LIBERTA’ – Paul Éluard (1895-1952)

Una fredda notte di Gennaio, il divano, l’ultima sigaretta prima di andare a dormire, un giro di tv, un film, “Maps to the stars”, David Cronenberg, paranoico, visionario, profondo come una trivella che mescola i luoghi oscuri dell’anima.

E una poesia di Paul Éluard, ripetuta in modo ossessivo, paranoico, visionario esso stesso.

E le parole diventano ricordi, visioni, pensieri fluttuanti, catarsi, metafore oscure eppure chiarissime illuminate dal faro solido di quello che è stato, che illumina adesso la strada dei passi presenti e segna il percorso di quel che sarà.

E’ per questo che amo la notte, e il silenzio, e il buio.

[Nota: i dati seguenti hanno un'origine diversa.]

//! Secrets Manager remote-resource provider

use anyhow::{anyhow, Result};
use async_trait::async_trait;
use aws_config::SdkConfig;
use aws_sdk_secretsmanager::error::DisplayErrorContext;
use aws_sdk_secretsmanager::types::Tag;
use aws_sdk_secretsmanager::Client;
use lakegov_core::*;

const GENERATED_PASSWORD_LENGTH: i64 = 32;

pub struct SecretsManagerStore {
    client: Client,
}

impl SecretsManagerStore {
    pub fn from_sdk_config(sdk_config: &SdkConfig, endpoint: Option<&str>) -> Self {
        let mut config = aws_sdk_secretsmanager::config::Builder::from(sdk_config);
        if let Some(endpoint) = endpoint {
            config = config.endpoint_url(endpoint);
        }
        Self {
            client: Client::from_conf(config.build()),
        }
    }

    async fn generate_value(&self) -> Result<String> {
        let output = self
            .client
            .get_random_password()
            .password_length(GENERATED_PASSWORD_LENGTH)
            .exclude_punctuation(true)
            .send()
            .await
            .map_err(|e| anyhow!("Failed to generate secret value: {}", DisplayErrorContext(&e)))?;
        output
            .random_password()
            .map(str::to_string)
            .ok_or_else(|| anyhow!("Secrets Manager returned no random password"))
    }
}

fn tags(defaults: &CreateDefaults) -> Vec<Tag> {
    defaults
        .tags
        .iter()
        .map(|(key, value)| Tag::builder().key(key).value(value).build())
        .collect()
}

/// A secret pending deletion stops resolving once its recovery window ends,
/// so it is neither importable nor absent.
fn describe_outcome(name: &str, arn: Option<&str>, scheduled_for_deletion: bool) -> ProbeOutcome {
    if scheduled_for_deletion {
        tracing::warn!(secret = name, "secret is scheduled for deletion");
        return ProbeOutcome::ProbeError(format!("secret '{}' is scheduled for deletion", name));
    }
    ProbeOutcome::Exists(arn.unwrap_or(name).to_string())
}

#[async_trait]
impl RemoteResourceProvider for SecretsManagerStore {
    fn kind(&self) -> ResourceKind {
        ResourceKind::Secret
    }

    async fn probe(&self, name: &str) -> ProbeOutcome {
        match self.client.describe_secret().secret_id(name).send().await {
            Ok(output) => describe_outcome(name, output.arn(), output.deleted_date().is_some()),
            Err(e) => {
                let not_found = e
                    .as_service_error()
                    .map(|s| s.is_resource_not_found_exception())
                    .unwrap_or(false);
                if not_found {
                    ProbeOutcome::NotFound
                } else {
                    ProbeOutcome::ProbeError(DisplayErrorContext(&e).to_string())
                }
            }
        }
    }

    async fn create(&self, name: &str, defaults: &CreateDefaults) -> Result<String> {
        let value = match &defaults.payload {
            Some(value) => value.clone(),
            None => self.generate_value().await?,
        };

        let output = self
            .client
            .create_secret()
            .name(name)
            .set_description(defaults.description.clone())
            .secret_string(value)
            .set_tags(Some(tags(defaults)))
            .send()
            .await
            .map_err(|e| anyhow!("Failed to create secret '{}': {}", name, DisplayErrorContext(&e)))?;

        Ok(output.arn().unwrap_or(name).to_string())
    }
}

Di notte si respira libertà.

E anche i mostri di oggi e i fantasmi di ieri escono allo scoperto, liberi pure loro, nel silenzio e nel buio.

Ma adesso li vedo, non fanno paura.

“E in virtù d’una parola
 Ricomincio la mia vita
 Sono nato per conoscerti,
 Per chiamarti

 Libertà”

Le parole sono importanti, hanno un potere assoluto e fortissimo.

Questa poesia le scatena come potente formula magica.

L’ho trovata nella notte, e nel silenzio, e nel buio.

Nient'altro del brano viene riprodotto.